"Certainly there is no hunting like the hunting of man and those who have hunted armed men long enough and liked it, never really care for anything else thereafter.
Ernest Hemingway
You wonder why I start this blog with a quote from Hemingway? I watched all the U.S. vs. Ghana soccer match Saturday; it's the first soccer match I've ever watched beginning to end. And, earlier this week I wrote a satirical blog on World Cup that, well, you remember how the dog ate the homework, it was my computer actually. So, I've decided I should put up something about how I really feel about soccer, and if you keep the Hemingway quote in mind, while you read this, you'll have a better understanding of my point of view.
I'm sure to the uninitiated and the rabid fan, soccer is the "beautiful game", certainly the players seem to draw some lovelies to the grand stands, which by that fact alone makes it relevant from my perspective. However, the aspect of the game that I could not brook was the disingenuous nature of the players in regard to their injuries and perceived trespasses by their opponents. Crybabies, they are the scourge of sport, and my sport certainly had their share, but in soccer it almost seems as though it's a prerequisite.

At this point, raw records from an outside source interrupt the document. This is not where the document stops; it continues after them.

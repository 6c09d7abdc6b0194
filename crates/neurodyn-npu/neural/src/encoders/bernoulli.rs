// Copyright 2025 Neuraville Inc.
// SPDX-License-Identifier: Apache-2.0

//! Bernoulli encoder: each unit spikes with probability equal to its input.

use crate::component::{Command, Component, StepClock};
use crate::dynamics::{spike_count, update_times};
use crate::types::{Archive, CompartmentMap, NeuralError, PrngKey, Result, Tensor};
use ndarray::Zip;
use rand::Rng;
use std::any::Any;
use std::path::Path;
use tracing::{debug, trace};

/// Draw `s ~ Bernoulli(clamp(p, 0, 1))` elementwise with a spent key
pub fn sample_bernoulli(key: PrngKey, probs: &Tensor) -> Tensor {
    let mut rng = key.rng();
    let mut s = Tensor::zeros(probs.dim());
    Zip::from(&mut s).and(probs).for_each(|s, &p| {
        let draw: f32 = rng.gen();
        *s = if draw < p.clamp(0.0, 1.0) { 1.0 } else { 0.0 };
    });
    s
}

/// Result of one encoder step: `(outputs, tols, next key)`
pub fn advance_state(clock: StepClock, key: PrngKey, inputs: &Tensor, tols: &Tensor) -> (Tensor, Tensor, PrngKey) {
    let (key, sub) = key.split2();
    let outputs = sample_bernoulli(sub, inputs);
    let tols = update_times(clock.t, &outputs, tols);
    (outputs, tols, key)
}

/// Compartments: `inputs`, `outputs`, `tols`, `key`.
#[derive(Debug, Clone)]
pub struct BernoulliCell {
    name: String,
    n_units: usize,
    batch_size: usize,
    compartments: CompartmentMap,
}

impl BernoulliCell {
    pub fn new(name: &str, n_units: usize, batch_size: usize, key: PrngKey) -> Self {
        let shape = (batch_size, n_units);
        let mut compartments = CompartmentMap::new(name);
        compartments
            .declare("inputs", Tensor::zeros(shape))
            .declare("outputs", Tensor::zeros(shape))
            .declare("tols", Tensor::zeros(shape))
            .declare("key", key);
        debug!(cell = name, n_units, "Bernoulli encoder created");
        Self {
            name: name.to_string(),
            n_units,
            batch_size,
            compartments,
        }
    }

    pub fn advance(&mut self, clock: StepClock) -> Result<()> {
        let c = &self.compartments;
        let (outputs, tols, key) = advance_state(clock, c.key("key")?, c.tensor("inputs")?, c.tensor("tols")?);
        trace!(cell = %self.name, t = clock.t, spikes = spike_count(&outputs), "Bernoulli advance");
        let c = &mut self.compartments;
        c.set_tensor("outputs", outputs)?;
        c.set_tensor("tols", tols)?;
        c.set_key("key", key)
    }

    pub fn reset_batch(&mut self, batch_size: usize) -> Result<()> {
        let shape = (batch_size, self.n_units);
        for comp in ["inputs", "outputs", "tols"] {
            self.compartments.reshape(comp, Tensor::zeros(shape))?;
        }
        self.batch_size = batch_size;
        Ok(())
    }
}

impl Component for BernoulliCell {
    fn name(&self) -> &str {
        &self.name
    }

    fn compartments(&self) -> &CompartmentMap {
        &self.compartments
    }

    fn compartments_mut(&mut self) -> &mut CompartmentMap {
        &mut self.compartments
    }

    fn supports(&self, command: Command) -> bool {
        matches!(command, Command::Advance | Command::Reset)
    }

    fn execute(&mut self, command: Command, clock: StepClock) -> Result<()> {
        match command {
            Command::Advance => self.advance(clock),
            Command::Reset => self.reset_batch(self.batch_size),
            other => Err(NeuralError::UnknownCommand(format!("{} on {}", other, self.name))),
        }
    }

    fn save(&self, directory: &Path) -> Result<()> {
        Archive::new(&self.name)
            .with_key("key", self.compartments.key("key")?)
            .write(directory)?;
        Ok(())
    }

    fn load(&mut self, directory: &Path) -> Result<()> {
        let archive = Archive::read(directory, &self.name)?;
        archive.expect_exact_keys(&["key"])?;
        self.compartments.set_key("key", archive.key("key")?)
    }

    fn as_any(&self) -> &dyn Any {
        self
    }

    fn as_any_mut(&mut self) -> &mut dyn Any {
        self
    }
}
// Copyright 2025 Neuraville Inc.
// SPDX-License-Identifier: Apache-2.0

//! # Optimizers
//!
//! An optimizer turns a parameter set and a matching set of updates into a
//! new parameter set. Updates follow the descent convention (`θ' = θ - η·Δ`);
//! synapses flip their Hebbian ascent direction with `sign_val` before
//! handing updates over.

pub mod adam;
pub mod sgd;

pub use adam::Adam;
pub use sgd::Sgd;

use crate::error::{PlasticityError, Result};
use core::fmt;
use core::str::FromStr;
use neurodyn_npu_neural::{NeuralError, Tensor};

/// Stateful parameter update rule
pub trait Optimizer: fmt::Debug + Send {
    fn name(&self) -> &'static str;

    /// Return `theta` moved along `updates`
    fn step(&mut self, theta: &[Tensor], updates: &[Tensor]) -> Result<Vec<Tensor>>;
}

#[derive(Debug, Clone, Copy, Default, PartialEq, Eq)]
pub enum OptimizerKind {
    #[default]
    Sgd,
    Adam,
}

impl OptimizerKind {
    pub fn build(self, eta: f32) -> Box<dyn Optimizer> {
        match self {
            OptimizerKind::Sgd => Box::new(Sgd::new(eta)),
            OptimizerKind::Adam => Box::new(Adam::new(eta)),
        }
    }
}

impl FromStr for OptimizerKind {
    type Err = PlasticityError;

    fn from_str(s: &str) -> Result<Self> {
        match s.to_ascii_lowercase().as_str() {
            "sgd" => Ok(OptimizerKind::Sgd),
            "adam" => Ok(OptimizerKind::Adam),
            other => Err(PlasticityError::UnknownOptimizer(other.to_string())),
        }
    }
}

/// Parameters and updates must pair up one-to-one with equal shapes
pub(crate) fn check_pairs(theta: &[Tensor], updates: &[Tensor]) -> Result<()> {
    if theta.len() != updates.len() {
        return Err(PlasticityError::OptimizerState(format!(
            "{} parameters but {} updates",
            theta.len(),
            updates.len()
        )));
    }
    for (i, (p, u)) in theta.iter().zip(updates).enumerate() {
        if p.dim() != u.dim() {
            return Err(NeuralError::shape(format!("update {}", i), p.dim(), u.dim()).into());
        }
    }
    Ok(())
}

#[cfg(test)]
mod tests {
    use super::*;

    #[test]
    fn test_optimizer_kind_parse() {
        assert_eq!("SGD".parse::<OptimizerKind>().unwrap(), OptimizerKind::Sgd);
        assert_eq!("adam".parse::<OptimizerKind>().unwrap(), OptimizerKind::Adam);
        assert!(matches!(
            "rmsprop".parse::<OptimizerKind>(),
            Err(PlasticityError::UnknownOptimizer(_))
        ));
        assert_eq!(OptimizerKind::Adam.build(0.1).name(), "adam");
    }

    #[test]
    fn test_check_pairs_rejects_mismatch() {
        let a = Tensor::zeros((2, 2));
        let b = Tensor::zeros((1, 2));
        assert!(check_pairs(&[a.clone()], &[a.clone()]).is_ok());
        assert!(check_pairs(&[a.clone()], &[]).is_err());
        assert!(check_pairs(&[a], &[b]).is_err());
    }
}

I've never considered myself a tough guy, I tell people that I played one on TV; however, after watching the World Cup, I may have sold myself a little short. Our football and hockey players are like dumb animals when they are injured; they are matter of fact with little or no fanfare (although from what I recall, Big Al is an exception to that statement). They have an unusually high tolerance for pain on average, which, when you consider the nature of those sports is contact oriented, particularly football, it doesn't take long to see the little drama that's produced by the soccer game itself pales in comparison to the histrionics of the players.
I know soccer has it's share of legitmate injuries; I'm just having trouble with buying into all the ambulance chasers down on the pitch. What would those guys do if you told them to lay out for a ball over the middle. I guess I hunted armed men long enough and liked it!